La régulation des plateformes comme Twitter et Facebook est au centre des débats. Le législateur européen est prêt à agir, mais il ne faudrait pas oublier la responsabilité individuelle des utilisateurs des réseaux.

Internet, pensé comme un espace de liberté absolu, un espace de tous les possibles où tout était à faire il y a 20 ans, est désormais tiraillé par des questions existentielles liées aux notions de démocratie, de débat public, de prédominance des plateformes et de législation spécifique. La fermeture des comptes de Donald Trump par Twitter et d'autres réseaux sociaux a, une nouvelle fois, démontré la toute-puissance des plateformes numériques devenues propriétaires des clés du débat public. La crise d'adolescence – un peu tardive – de ces plateformes numériques, à laquelle nous assistons aujourd'hui, pourrait accoucher demain d'une maturité bienvenue.

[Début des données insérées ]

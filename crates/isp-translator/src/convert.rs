//! Unit conversions between framework and firmware conventions
//!
//! Framework units are nanoseconds, ISO sensitivity, EV fractions, diopters
//! and physical floats; the firmware wants microseconds, 1000-based gain
//! codes, EV millis and x100 integer units. Conversions saturate rather
//! than wrap.

use isp_firmware::FW_TONEMAP_SCALE;
use isp_metadata::Rational;

/// Denominator of the framework's exposure compensation step (1/6 EV).
pub const EV_STEP_DENOMINATOR: i32 = 6;

/// Gain code of ISO 100 (gain 1.0).
const GAIN_CODE_PER_ISO100: i64 = 1000;

fn div_round(n: i64, d: i64) -> i64 {
    // Round half away from zero, symmetric for negative values.
    if (n < 0) == (d < 0) {
        (n + d / 2) / d
    } else {
        (n - d / 2) / d
    }
}

/// Nanoseconds -> microseconds, saturating at zero and `u32::MAX`.
pub fn ns_to_us(ns: i64) -> u32 {
    (ns.max(0) / 1_000).min(i64::from(u32::MAX)) as u32
}

/// Microseconds -> nanoseconds.
pub fn us_to_ns(us: u32) -> i64 {
    i64::from(us) * 1_000
}

/// ISO sensitivity -> 1000-based gain code.
pub fn iso_to_gain_code(iso: i32) -> u32 {
    (i64::from(iso.max(0)) * GAIN_CODE_PER_ISO100 / 100).min(i64::from(u32::MAX)) as u32
}

/// 1000-based gain code -> ISO sensitivity.
pub fn gain_code_to_iso(code: u32) -> i32 {
    (i64::from(code) * 100 / GAIN_CODE_PER_ISO100).min(i64::from(i32::MAX)) as i32
}

/// Framework EV steps (1/6 EV) -> firmware EV millis.
pub fn ev_steps_to_millis(steps: i32) -> i32 {
    div_round(i64::from(steps) * 1_000, i64::from(EV_STEP_DENOMINATOR)) as i32
}

/// Firmware EV millis -> framework EV steps (1/6 EV).
pub fn ev_millis_to_steps(millis: i32) -> i32 {
    div_round(i64::from(millis) * i64::from(EV_STEP_DENOMINATOR), 1_000) as i32
}

/// Diopters -> lens device units (diopters x100).
pub fn diopters_to_units(diopters: f32) -> u32 {
    (diopters.max(0.0) * 100.0).round() as u32
}

/// Lens device units -> diopters.
pub fn units_to_diopters(units: u32) -> f32 {
    units as f32 / 100.0
}

/// Physical float -> x100 integer units (apertures, focal lengths,
/// filter densities).
pub fn f32_to_x100(value: f32) -> u32 {
    (value.max(0.0) * 100.0).round() as u32
}

/// x100 integer units -> physical float.
pub fn x100_to_f32(value: u32) -> f32 {
    value as f32 / 100.0
}

/// Target fps range -> frame duration bounds in microseconds.
///
/// The maximum fps bounds the minimum duration and vice versa. A zero fps
/// bound maps to an unconstrained (zero) duration bound.
pub fn fps_range_to_durations(min_fps: i32, max_fps: i32) -> (u32, u32) {
    let min_us = if max_fps > 0 {
        (1_000_000 / max_fps as u32).max(1)
    } else {
        0
    };
    let max_us = if min_fps > 0 {
        (1_000_000 / min_fps as u32).max(1)
    } else {
        0
    };
    (min_us, max_us)
}

/// Tonemap sample [0.0, 1.0] -> fixed point 0..=FW_TONEMAP_SCALE.
pub fn tonemap_to_fw(sample: f32) -> u16 {
    (sample.clamp(0.0, 1.0) * f32::from(FW_TONEMAP_SCALE)).round() as u16
}

/// Fixed-point tonemap sample -> [0.0, 1.0].
pub fn tonemap_to_f32(sample: u16) -> f32 {
    f32::from(sample.min(FW_TONEMAP_SCALE)) / f32::from(FW_TONEMAP_SCALE)
}

/// Rational color transform coefficient -> Q16.16 fixed point.
pub fn rational_to_q16(r: Rational) -> i32 {
    if r.den == 0 {
        return 0;
    }
    div_round(i64::from(r.num) * 65_536, i64::from(r.den)) as i32
}

/// Q16.16 fixed point -> rational (denominator 65536).
pub fn q16_to_rational(q: i32) -> Rational {
    Rational::new(q, 65_536)
}

/// Gain float -> x1000 integer code (color correction gains).
pub fn gain_to_x1000(gain: f32) -> u32 {
    (gain.max(0.0) * 1000.0).round() as u32
}

/// x1000 integer code -> gain float.
pub fn x1000_to_gain(code: u32) -> f32 {
    code as f32 / 1000.0
}

#[cfg(test)]
mod tests {
    use super::*;

    #[test]
    fn test_timing_conversions() {
        assert_eq!(ns_to_us(33_333_333), 33_333);
        assert_eq!(ns_to_us(-5), 0);
        assert_eq!(us_to_ns(10_000), 10_000_000);
    }

    #[test]
    fn test_gain_code_round_trip() {
        assert_eq!(iso_to_gain_code(100), 1000);
        assert_eq!(iso_to_gain_code(800), 8000);
        assert_eq!(gain_code_to_iso(8000), 800);
        for iso in [50, 100, 200, 1600, 12800] {
            assert_eq!(gain_code_to_iso(iso_to_gain_code(iso)), iso);
        }
    }

    #[test]
    fn test_ev_step_round_trip() {
        for steps in -18..=18 {
            assert_eq!(ev_millis_to_steps(ev_steps_to_millis(steps)), steps);
        }
        assert_eq!(ev_steps_to_millis(6), 1_000);
        assert_eq!(ev_steps_to_millis(-6), -1_000);
    }

    #[test]
    fn test_lens_units() {
        assert_eq!(diopters_to_units(2.5), 250);
        assert!((units_to_diopters(250) - 2.5).abs() < 1e-6);
        assert_eq!(f32_to_x100(1.8), 180);
    }

    #[test]
    fn test_fps_range_to_durations() {
        let (min_us, max_us) = fps_range_to_durations(15, 30);
        assert_eq!(min_us, 33_333);
        assert_eq!(max_us, 66_666);
        assert_eq!(fps_range_to_durations(0, 0), (0, 0));
    }

    #[test]
    fn test_tonemap_fixed_point() {
        assert_eq!(tonemap_to_fw(0.0), 0);
        assert_eq!(tonemap_to_fw(1.0), 1024);
        assert_eq!(tonemap_to_fw(2.0), 1024); // clamped
        assert!((tonemap_to_f32(512) - 0.5).abs() < 1e-3);
    }

    #[test]
    fn test_rational_q16() {
        assert_eq!(rational_to_q16(Rational::new(1, 1)), 65_536);
        assert_eq!(rational_to_q16(Rational::new(-1, 2)), -32_768);
        assert_eq!(rational_to_q16(Rational::new(1, 0)), 0);
        assert_eq!(q16_to_rational(65_536), Rational::new(65_536, 65_536));
    }
}
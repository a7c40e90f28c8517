//! Pipeline Error Types

use isp_firmware::SubmitError;
use thiserror::Error;

/// Errors surfaced synchronously on the submission path.
#[derive(Debug, Error)]
pub enum PipelineError {
    /// All firmware command slots are outstanding
    #[error("no free firmware command slot")]
    NoCommandSlot,

    /// Firmware rejected the command; the request was not enqueued
    #[error("firmware submission failed: {0}")]
    Submit(#[from] SubmitError),
}

/// Errors raised by the per-camera session state machine.
#[derive(Debug, Error)]
pub enum SessionError {
    /// Operation requires a streaming session
    #[error("session is not streaming")]
    NotStreaming,

    /// Open on an already-streaming session
    #[error("session already streaming")]
    AlreadyStreaming,

    /// Session is in the error state and needs a reset
    #[error("session is in the error state")]
    Faulted,

    /// Outstanding requests did not drain before the teardown deadline
    #[error("queue drain timed out with {outstanding} requests outstanding")]
    DrainTimeout { outstanding: usize },

    #[error(transparent)]
    Pipeline(#[from] PipelineError),
}

/// Errors raised by the driver surface.
#[derive(Debug, Error)]
pub enum DriverError {
    /// Camera index outside the attached set
    #[error("unknown camera {0}")]
    UnknownCamera(u32),

    /// Profile id not present in the profile table
    #[error("unknown profile {0}")]
    UnknownProfile(u32),

    #[error(transparent)]
    Session(#[from] SessionError),
}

En 1996, John Perry Barlow, militant libertarien et pionnier de "l''internet libre", rédige la déclaration d’indépendance du Cyberespace et déclare : "Gouvernements du monde industriel, vous les géants fatigués de chair et d’acier, je viens du Cyberespace, la nouvelle maison de l’esprit. Au nom de l’avenir, je vous demande de nous laisser tranquilles. Vous n’êtes pas les bienvenus. Vous n’avez aucune souveraineté là où nous nous réunissons." 25 ans plus tard, la donne a bien changé.

Aujourd’hui, on presse de toute part les gouvernements d’agir pour reprendre la main sur le "cyberespace", emprisonné dans les griffes des géants technologiques. Légiférer, réguler, encadrer, cela fait des années que l’idée germe pour tenter de contrer la prédominance des réseaux sociaux, médias sociaux ou plate-forme d’échange internet. Mais le "comment" reste pour l'heure sans réponse probante.

Légiférer, réguler, encadrer, cela fait des années que l’idée germe pour tenter de contrer la prédominance des réseaux sociaux, médias sociaux ou plate-forme d’échange internet.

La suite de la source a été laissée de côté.